The two Grand Prix winners illustrated both ends of the outdoor-ad spectrum, from traditional posters and billboards to the newest uses of technology. The fact that jurors can award two top prizes in the outdoor category demonstrates how the category has had to evolve as the range of media expands, said festival CEO Philip Thomas. Here, the two types of media are so different there should be room to award both. Jurors can award more than one Grand Prix in the cyber and film categories, too.
WHAT THEY ARE: "Coke Hands" is a simple graphic poster with a play on Coca-Cola's iconic white ribbon on a red background. Twenty-year-old art student Jonathan Mak Long designed the poster; Ogilvy had tracked him down after Mr. Long's tribute to Steve Jobs went viral after his death.

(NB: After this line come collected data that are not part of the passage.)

// SPDX-License-Identifier: BUSL-1.1
// Copyright (c) 2026 Alfred Jean LLC

//! The declarative pipeline definition: pipelines, stages, steps, conditions
//! and watch triggers.

use serde::{Deserialize, Serialize};
use std::collections::BTreeMap;

/// Sentinel pipeline name used when none is supplied.
pub const DEFAULT_PIPELINE_NAME: &str = "Unnamed Pipeline";

/// Schema version understood by this build.
pub const CURRENT_SCHEMA_VERSION: u32 = 1;

/// Default stage name when none is supplied.
pub const DEFAULT_STAGE_NAME: &str = "default";

/// Default glob filter for a watch trigger.
pub const DEFAULT_WATCH_FILTER: &str = "*.*";

/// Default debounce, in milliseconds, for a watch trigger.
pub const DEFAULT_DEBOUNCE_MS: u64 = 500;

/// Default per-step timeout, in seconds.
pub const DEFAULT_TIMEOUT_SECONDS: u32 = 300;

/// Built-in variables the engine injects at run start; these satisfy
/// variable references even though they are never declared in the
/// pipeline's own `variables` map.
pub const BUILTIN_VARIABLES: &[&str] = &[
    "PIPEFORGE_WORK_DIR",
    "PIPEFORGE_RUN_ID",
    "PIPEFORGE_PIPELINE",
];

/// When, relative to step execution, a debug breakpoint observer fires.
#[derive(Debug, Clone, Copy, PartialEq, Eq, Default, Serialize, Deserialize)]
#[serde(rename_all = "snake_case")]
pub enum BreakpointMode {
    /// Never pause for this step unless the whole run is interactive.
    #[default]
    Never,
    /// Always pause before this step executes.
    Always,
    /// Pause only after this step has failed, as a retry/abort gate.
    OnFailure,
}

/// A condition gating whether a stage runs.
#[derive(Debug, Clone, Default, PartialEq, Eq, Serialize, Deserialize)]
pub struct StageCondition {
    /// Only run the stage if this variable is declared and non-empty.
    #[serde(skip_serializing_if = "Option::is_none", default)]
    pub only_if: Option<String>,
    /// Skip the stage if this variable is declared and non-empty.
    #[serde(skip_serializing_if = "Option::is_none", default)]
    pub not_if: Option<String>,
    /// Every listed path must exist for the stage to run.
    #[serde(skip_serializing_if = "Vec::is_empty", default)]
    pub requires_files: Vec<String>,
}

/// A condition gating whether a step runs.
#[derive(Debug, Clone, Default, PartialEq, Eq, Serialize, Deserialize)]
pub struct StepCondition {
    /// Only run the step if this variable is declared and non-empty.
    #[serde(skip_serializing_if = "Option::is_none", default)]
    pub only_if: Option<String>,
    /// Skip the step if this variable is declared and non-empty.
    #[serde(skip_serializing_if = "Option::is_none", default)]
    pub not_if: Option<String>,
    /// Require the exit code of the prior step to match this value.
    #[serde(skip_serializing_if = "Option::is_none", default)]
    pub requires_exit_code: Option<i32>,
}

/// A single executable step within a stage.
#[derive(Debug, Clone, Serialize, Deserialize)]
pub struct PipelineStep {
    pub name: String,
    #[serde(skip_serializing_if = "Option::is_none", default)]
    pub description: Option<String>,
    pub command: String,
    #[serde(skip_serializing_if = "Option::is_none", default)]
    pub arguments: Option<String>,
    #[serde(skip_serializing_if = "Option::is_none", default)]
    pub working_directory: Option<String>,
    #[serde(skip_serializing_if = "BTreeMap::is_empty", default)]
    pub environment: BTreeMap<String, String>,
    #[serde(default = "default_timeout_seconds")]
    pub timeout_seconds: u32,
    #[serde(default)]
    pub allow_failure: bool,
    #[serde(skip_serializing_if = "Vec::is_empty", default)]
    pub artifacts: Vec<String>,
    #[serde(skip_serializing_if = "Option::is_none", default)]
    pub condition: Option<StepCondition>,
    #[serde(default)]
    pub breakpoint: BreakpointMode,
}

fn default_timeout_seconds() -> u32 {
    DEFAULT_TIMEOUT_SECONDS
}

impl PipelineStep {
    /// An always-valid step skeleton for programmatic construction; callers
    /// fill in `command` before the step is usable.
    pub fn new(name: impl Into<String>, command: impl Into<String>) -> Self {
        Self {
            name: name.into(),
            description: None,
            command: command.into(),
            arguments: None,
            working_directory: None,
            environment: BTreeMap::new(),
            timeout_seconds: DEFAULT_TIMEOUT_SECONDS,
            allow_failure: false,
            artifacts: Vec::new(),
            condition: None,
            breakpoint: BreakpointMode::Never,
        }
    }
}

/// An ordered group of steps sharing a condition and failure policy.
#[derive(Debug, Clone, Serialize, Deserialize)]
pub struct PipelineStage {
    #[serde(default = "default_stage_name")]
    pub name: String,
    pub steps: Vec<PipelineStep>,
    #[serde(skip_serializing_if = "Option::is_none", default)]
    pub condition: Option<StageCondition>,
    #[serde(default)]
    pub continue_on_error: bool,
}

fn default_stage_name() -> String {
    DEFAULT_STAGE_NAME.to_string()
}

impl PipelineStage {
    pub fn new(name: impl Into<String>) -> Self {
        Self {
            name: name.into(),
            steps: Vec::new(),
            condition: None,
            continue_on_error: false,
        }
    }

    pub fn is_default_name(&self) -> bool {
        self.name == DEFAULT_STAGE_NAME
    }
}

/// A filesystem location/filter whose debounced changes re-trigger a run.
#[derive(Debug, Clone, Serialize, Deserialize)]
pub struct WatchTrigger {
    #[serde(default = "default_watch_path")]
    pub path: String,
    #[serde(default = "default_watch_filter")]
    pub filter: String,
    #[serde(default)]
    pub include_subdirectories: bool,
    #[serde(default = "default_debounce_ms")]
    pub debounce_ms: u64,
    #[serde(skip_serializing_if = "Option::is_none", default)]
    pub stage: Option<String>,
}

fn default_watch_path() -> String {
    ".".to_string()
}

fn default_watch_filter() -> String {
    DEFAULT_WATCH_FILTER.to_string()
}

fn default_debounce_ms() -> u64 {
    DEFAULT_DEBOUNCE_MS
}

impl Default for WatchTrigger {
    fn default() -> Self {
        Self {
            path: default_watch_path(),
            filter: default_watch_filter(),
            include_subdirectories: false,
            debounce_ms: DEFAULT_DEBOUNCE_MS,
            stage: None,
        }
    }
}

/// The top-level, immutable-during-a-run pipeline definition.
#[derive(Debug, Clone, Serialize, Deserialize)]
pub struct PipelineDefinition {
    #[serde(default = "default_pipeline_name")]
    pub name: String,
    #[serde(skip_serializing_if = "Option::is_none", default)]
    pub description: Option<String>,
    /// 0 means unspecified. Current schema is [`CURRENT_SCHEMA_VERSION`].
    #[serde(default)]
    pub version: u32,
    #[serde(skip_serializing_if = "Option::is_none", default)]
    pub working_directory: Option<String>,
    #[serde(skip_serializing_if = "BTreeMap::is_empty", default)]
    pub variables: BTreeMap<String, String>,
    #[serde(skip_serializing_if = "Vec::is_empty", default)]
    pub watch: Vec<WatchTrigger>,
    #[serde(default)]
    pub stages: Vec<PipelineStage>,
}

fn default_pipeline_name() -> String {
    DEFAULT_PIPELINE_NAME.to_string()
}

impl Default for PipelineDefinition {
    fn default() -> Self {
        Self {
            name: default_pipeline_name(),
            description: None,
            version: 0,
            working_directory: None,
            variables: BTreeMap::new(),
            watch: Vec::new(),
            stages: Vec::new(),
        }
    }
}

impl PipelineDefinition {
    pub fn new(name: impl Into<String>) -> Self {
        Self {
            name: name.into(),
            ..Self::default()
        }
    }

    /// Total number of steps across every stage, in execution order.
    pub fn total_steps(&self) -> usize {
        self.stages.iter().map(|s| s.steps.len()).sum()
    }

    pub fn has_default_name(&self) -> bool {
        self.name.is_empty() || self.name == DEFAULT_PIPELINE_NAME
    }
}

#[cfg(test)]
#[path = "pipeline_tests.rs"]
mod tests;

"The Invisible Drive" is an ambient installation that took to the roads in Germany. The agency covered a zero-emission F-cell car with LED lights, which displayed the images from a camera affixed to the sides of the car to create the illusion that the car was invisible. It was meant to illustrate the car's "invisible" impact on the environment. The campaign resulted in lots of press mentions highlighting the optical illusion.

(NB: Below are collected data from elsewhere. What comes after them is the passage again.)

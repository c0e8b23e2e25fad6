// SPDX-License-Identifier: BUSL-1.1
// Copyright (c) 2026 Alfred Jean LLC

//! Content-addressed record of previously-seen pipeline files. A pipeline
//! file is `New` the first time it's checked, `Trusted` once its contents
//! have been explicitly trusted and haven't changed since, or `Modified` if
//! its bytes diverge from the trusted hash. The store is advisory: a
//! corrupt or unwritable backing file degrades to an empty/no-op store
//! rather than failing the caller.

use parking_lot::Mutex;
use serde::{Deserialize, Serialize};
use sha2::{Digest, Sha256};
use std::collections::BTreeMap;
use std::fs;
use std::io;
use std::path::{Path, PathBuf};

const FILE_NAME: &str = "trusted-hashes.json";
const HOME_SUBDIR: &str = ".pipeforge";

#[derive(Debug, Clone, PartialEq, Eq)]
pub enum TrustStatus {
    New,
    Trusted,
    Modified { previous: String },
}

#[derive(Debug, Clone, PartialEq, Eq)]
pub struct CheckResult {
    pub status: TrustStatus,
    pub current_hash: String,
}

/// A directory-bound trust store. Construction reads whatever JSON already
/// exists at `directory/trusted-hashes.json`; every [`TrustStore::trust`]
/// call rewrites that file, best-effort.
pub struct TrustStore {
    file_path: PathBuf,
    entries: Mutex<BTreeMap<String, String>>,
}

impl TrustStore {
    pub fn new(directory: impl Into<PathBuf>) -> Self {
        let file_path = directory.into().join(FILE_NAME);
        let entries = Mutex::new(load(&file_path));
        Self { file_path, entries }
    }

    /// `$PIPEFORGE_HOME` if set, else `~/.pipeforge`. `None` if neither the
    /// override nor a resolvable home directory exists.
    pub fn default_directory() -> Option<PathBuf> {
        if let Some(home) = std::env::var_os("PIPEFORGE_HOME") {
            return Some(PathBuf::from(home));
        }
        dirs::home_dir().map(|home| home.join(HOME_SUBDIR))
    }

    pub fn check(&self, path: &Path) -> io::Result<CheckResult> {
        let current_hash = hash_file(path)?;
        let key = canonical_key(path);
        let entries = self.entries.lock();
        let status = match entries.get(&key) {
            None => TrustStatus::New,
            Some(previous) if *previous == current_hash => TrustStatus::Trusted,
            Some(previous) => TrustStatus::Modified {
                previous: previous.clone(),
            },
        };
        Ok(CheckResult {
            status,
            current_hash,
        })
    }

    /// Trust `path` at `hash`, or at its freshly computed hash if `hash` is
    /// `None`. Returns the hash that was recorded.
    pub fn trust(&self, path: &Path, hash: Option<String>) -> io::Result<String> {
        let hash = match hash {
            Some(hash) => hash,
            None => hash_file(path)?,
        };
        let key = canonical_key(path);
        let mut entries = self.entries.lock();
        entries.insert(key, hash.clone());
        persist(&self.file_path, &entries);
        Ok(hash)
    }
}

fn hash_file(path: &Path) -> io::Result<String> {
    let bytes = fs::read(path)?;
    let digest = Sha256::digest(&bytes);
    Ok(format!("{digest:x}"))
}

fn canonical_key(path: &Path) -> String {
    fs::canonicalize(path)
        .unwrap_or_else(|_| path.to_path_buf())
        .to_string_lossy()
        .into_owned()
}

fn load(file_path: &Path) -> BTreeMap<String, String> {
    fs::read_to_string(file_path)
        .ok()
        .and_then(|text| serde_json::from_str(&text).ok())
        .unwrap_or_default()
}

fn persist(file_path: &Path, entries: &BTreeMap<String, String>) {
    if let Some(parent) = file_path.parent() {
        if let Err(error) = fs::create_dir_all(parent) {
            tracing::debug!(%error, "failed to create trust store directory, skipping persist");
            return;
        }
    }
    match serde_json::to_string_pretty(entries) {
        Ok(text) => {
            if let Err(error) = fs::write(file_path, text) {
                tracing::debug!(%error, path = %file_path.display(), "failed to persist trust store");
            }
        }
        Err(error) => tracing::debug!(%error, "failed to serialize trust store"),
    }
}

#[cfg(test)]
#[path = "lib_tests.rs"]
mod tests;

WHY THEY WON: The Coke billboard was celebrated for its simplicity, while "Invisible Drive" was honored for its measured use of technology. "The billboard is a lovely expression of the brand's philosophy; it's so simple but embodies a deep meaning," said jury president Lo Sheung Yan. "It's not all about new technology; there's room for simple graphic ideas as well," added U.K. juror Paul Silburn.
The Merecedes campaign, on the other hand, wielded complicated technology to communicate a clear idea: the car left no trace. "Technology definitely gives us a lot of possibility, but at the same time, the key is: are you driving the technology? Or is the technology driving you?" Mr. Yan said. "This campaign has demonstrated how to leverage technology rather than trying to be cool or showing off."

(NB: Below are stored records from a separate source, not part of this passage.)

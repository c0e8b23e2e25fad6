// SPDX-License-Identifier: BUSL-1.1
// Copyright (c) 2026 Alfred Jean LLC

//! Bidirectional mapping between a pipeline's textual YAML form and
//! [`PipelineDefinition`].
//!
//! Wire names use lower-underscore style (`working_directory`,
//! `timeout_seconds`, `include_subdirectories`, `debounce_ms`, `only_if`,
//! `continue_on_error`, `allow_failure`, `breakpoint`) — these fall straight
//! out of `PipelineDefinition`'s own field names via serde, since the data
//! model already names its fields that way. Unknown keys are ignored by
//! default serde_yaml behavior. Defaults from the data model backfill empty
//! fields; serialization omits default values via `#[serde(skip_serializing_if)]`
//! on the data model itself.

#![cfg_attr(test, allow(clippy::unwrap_used))]
#![cfg_attr(test, allow(clippy::expect_used))]

use pipeforge_core::PipelineDefinition;
use std::io;
use std::path::Path;
use thiserror::Error;

/// Failure parsing or serializing pipeline YAML.
#[derive(Debug, Error)]
pub enum ParseError {
    #[error("invalid pipeline YAML: {0}")]
    Yaml(#[from] serde_yaml::Error),
}

/// Failure loading/saving a pipeline from/to a file, distinguishing
/// "file not found" and "read error" from a syntactic parse failure.
#[derive(Debug, Error)]
pub enum LoadError {
    #[error("pipeline file not found: {0}")]
    NotFound(String),
    #[error("failed to access pipeline file {path}: {source}")]
    Io { path: String, source: io::Error },
    #[error(transparent)]
    Parse(#[from] ParseError),
}

/// Parse a pipeline definition from its textual YAML form.
pub fn parse(text: &str) -> Result<PipelineDefinition, ParseError> {
    Ok(serde_yaml::from_str(text)?)
}

/// Serialize a pipeline definition to its textual YAML form, omitting
/// default-valued fields so a programmatically-built pipeline round-trips
/// to concise output.
pub fn serialize(definition: &PipelineDefinition) -> Result<String, ParseError> {
    Ok(serde_yaml::to_string(definition)?)
}

/// Load a pipeline definition from a file on disk.
pub fn load_pipeline_file(path: impl AsRef<Path>) -> Result<PipelineDefinition, LoadError> {
    let path = path.as_ref();
    if !path.exists() {
        return Err(LoadError::NotFound(path.display().to_string()));
    }
    let text = std::fs::read_to_string(path).map_err(|source| LoadError::Io {
        path: path.display().to_string(),
        source,
    })?;
    Ok(parse(&text)?)
}

/// Serialize and write a pipeline definition to a file on disk.
pub fn save_pipeline_file(
    path: impl AsRef<Path>,
    definition: &PipelineDefinition,
) -> Result<(), LoadError> {
    let path = path.as_ref();
    let text = serialize(definition)?;
    std::fs::write(path, text).map_err(|source| LoadError::Io {
        path: path.display().to_string(),
        source,
    })
}

#[cfg(test)]
#[path = "lib_tests.rs"]
mod tests;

CONTROVERSY OR CLEAR WINNER? Both winners were selected unanimously, said the jury chair.
TOTAL LIONS: More than 100 outdoor Lions were awarded and nearly half were Gold winners. The U.S. won no outdoor Gold. Just as China is emerging to become a bigger creative power house, another set of countries is starting to move up. Jurors said that smaller Latin American countries like Peru and Colombia had stronger entries than ever.